Desembargador nega acusação de trabalho escravo
Em sua defesa, o magistrado nega a acusação de trabalho escravo e afirma que a denúncia anônima que deu início às investigações “não condiz com a verdade”. Também afirma que vai “colaborar com a Justiça”.
O desembargador, em nota, afirma que vai entrar com um pedido de filiação de Sônia, instrumento jurídico usado para reconhecer relação familiar usualmente submetido à Justiça. No caso de reconhecimento, ela poderia ser, inclusive, herdeira de Borba.
A nota também é assinada pela mulher e pelos quatro filhos do magistrado. Eles afirmam que “jamais praticaram ou tolerariam que fosse praticada tal conduta deletéria, ainda mais contra quem sempre trataram como membro da família”.

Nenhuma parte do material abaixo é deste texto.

use std::collections::{BTreeMap, HashMap};

use crate::geometry::{Rect, Size};
use crate::zone::Zone;

/// Narrowest a column may be squeezed before the layout stops shrinking it.
pub const MIN_TRACK_WIDTH: u16 = 3;

/// Sizing input for one leaf column.
#[derive(Debug, Clone, Copy, PartialEq, Eq)]
pub enum TrackSize {
    /// Fixed width in terminal cells; never grows or shrinks.
    Fixed(u16),
    /// Content-sized with the measured natural width.
    Auto { natural: u16 },
}

impl TrackSize {
    fn base(self) -> u16 {
        match self {
            TrackSize::Fixed(width) => width,
            TrackSize::Auto { natural } => natural.max(MIN_TRACK_WIDTH),
        }
    }

    fn is_auto(self) -> bool {
        matches!(self, TrackSize::Auto { .. })
    }
}

/// Widths with no distribution applied: fixed stays fixed, auto takes its
/// measured natural width. Used for the pinned zones, which never flex.
pub fn natural_widths(tracks: &[TrackSize]) -> Vec<u16> {
    tracks.iter().map(|track| track.base()).collect()
}

/// Distribute `available` cells across `tracks`.
///
/// Starts from natural widths, then grows auto tracks evenly into leftover
/// space or shrinks them round-robin down to [`MIN_TRACK_WIDTH`] when the
/// naturals overflow. Fixed tracks are locked either way; if everything is
/// fixed the result may exceed `available` and the renderer truncates.
pub fn distribute(tracks: &[TrackSize], available: u16) -> Vec<u16> {
    let mut widths = natural_widths(tracks);
    if tracks.is_empty() {
        return widths;
    }

    let total: u32 = widths.iter().map(|w| *w as u32).sum();
    let available = available as u32;

    if total > available {
        shrink_autos(tracks, &mut widths, total - available);
    } else if total < available {
        grow_autos(tracks, &mut widths, (available - total) as u16);
    }

    widths
}

fn shrink_autos(tracks: &[TrackSize], widths: &mut [u16], mut over: u32) {
    while over > 0 {
        let mut changed = false;
        for (idx, track) in tracks.iter().enumerate() {
            if track.is_auto() && widths[idx] > MIN_TRACK_WIDTH {
                widths[idx] -= 1;
                over -= 1;
                changed = true;
                if over == 0 {
                    break;
                }
            }
        }
        if !changed {
            break;
        }
    }
}

fn grow_autos(tracks: &[TrackSize], widths: &mut [u16], remaining: u16) {
    let auto_count = tracks.iter().filter(|track| track.is_auto()).count() as u16;
    if auto_count == 0 {
        return;
    }

    let share = remaining / auto_count;
    let mut leftover = remaining % auto_count;
    for (idx, track) in tracks.iter().enumerate() {
        if track.is_auto() {
            let extra = if leftover > 0 {
                leftover -= 1;
                1
            } else {
                0
            };
            widths[idx] = widths[idx].saturating_add(share + extra);
        }
    }
}

/// Place the non-empty zone surfaces inside the container.
///
/// Left anchors at the container's left edge, right at its right edge, and
/// the regular surface takes the span between them. Zones absent from
/// `zone_widths` (no leaf columns) get no rect and are omitted from
/// rendering entirely.
pub fn solve_zone_rects(container: Size, zone_widths: &BTreeMap<Zone, u16>) -> HashMap<Zone, Rect> {
    let mut rects = HashMap::new();
    if container.is_empty() {
        return rects;
    }

    let left = zone_widths.get(&Zone::Left).copied().unwrap_or(0);
    let right = zone_widths.get(&Zone::Right).copied().unwrap_or(0);

    if zone_widths.contains_key(&Zone::Left) {
        rects.insert(
            Zone::Left,
            Rect::new(0, 0, left.min(container.width), container.height),
        );
    }

    if zone_widths.contains_key(&Zone::Regular) {
        let x = left.min(container.width);
        let span = container.width.saturating_sub(left).saturating_sub(right);
        rects.insert(Zone::Regular, Rect::new(x, 0, span, container.height));
    }

    if zone_widths.contains_key(&Zone::Right) {
        let x = container.width.saturating_sub(right);
        rects.insert(
            Zone::Right,
            Rect::new(x, 0, right.min(container.width), container.height),
        );
    }

    rects
}

#[cfg(test)]
mod tests {
    use super::*;

    #[test]
    fn fixed_tracks_are_never_resized() {
        let tracks = [TrackSize::Fixed(10), TrackSize::Auto { natural: 6 }];
        let widths = distribute(&tracks, 30);
        assert_eq!(widths[0], 10);
        assert_eq!(widths[1], 20);
    }

    #[test]
    fn autos_share_leftover_evenly() {
        let tracks = [
            TrackSize::Auto { natural: 5 },
            TrackSize::Auto { natural: 5 },
            TrackSize::Auto { natural: 5 },
        ];
        let widths = distribute(&tracks, 20);
        assert_eq!(widths.iter().sum::<u16>(), 20);
        assert!(widths.iter().all(|w| *w == 6 || *w == 7));
    }

    #[test]
    fn autos_shrink_to_the_floor_but_not_below() {
        let tracks = [TrackSize::Auto { natural: 20 }, TrackSize::Fixed(8)];
        assert_eq!(distribute(&tracks, 12), vec![4, 8]);
        // Squeezing further bottoms out at the floor instead of vanishing.
        assert_eq!(distribute(&tracks, 5), vec![MIN_TRACK_WIDTH, 8]);
    }

    #[test]
    fn all_fixed_overflow_is_left_alone() {
        let tracks = [TrackSize::Fixed(30), TrackSize::Fixed(30)];
        assert_eq!(distribute(&tracks, 40), vec![30, 30]);
    }

    #[test]
    fn zone_rects_anchor_left_and_right() {
        let mut widths = BTreeMap::new();
        widths.insert(Zone::Left, 10);
        widths.insert(Zone::Regular, 0);
        widths.insert(Zone::Right, 8);

        let rects = solve_zone_rects(Size::new(60, 20), &widths);
        assert_eq!(rects[&Zone::Left], Rect::new(0, 0, 10, 20));
        assert_eq!(rects[&Zone::Regular], Rect::new(10, 0, 42, 20));
        assert_eq!(rects[&Zone::Right], Rect::new(52, 0, 8, 20));
    }

    #[test]
    fn omitted_zones_get_no_rect() {
        let mut widths = BTreeMap::new();
        widths.insert(Zone::Regular, 0);

        let rects = solve_zone_rects(Size::new(40, 10), &widths);
        assert_eq!(rects.len(), 1);
        assert_eq!(rects[&Zone::Regular], Rect::new(0, 0, 40, 10));
    }
}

O caso foi conduzido pelo Ministério Público Federal (MPF). De acordo com a Procuradoria, a ofensiva foi aberta após apurações do Ministério Público do Trabalho (MPT) colherem indícios sobre o crime de redução a trabalho análogo ao de escravo. O MPT ouviu uma série de testemunhas no caso, as quais relataram “trabalho forçado, jornadas exaustivas e condições degradantes”.
Segundo as investigações, Sônia era responsável por diferentes tarefas domésticas, sem ter registro em carteira de trabalho e sem receber salário ou direitos trabalhistas. Além disso, ela seria vítima de maus tratos “em decorrência das condições materiais em que vivia e em virtude da negativa dos investigados em prestar-lhe assistência à saúde”.
Ao autorizar a operação, o Superior Tribunal de Justiça (STJ) ainda permitiu o resgate da trabalhadora e a emissão das guias para a quitação das verbas trabalhistas devidas. Como desembargador, Borba tem foro privilegiado e o caso é conduzido pelo STJ, com sede em Brasília.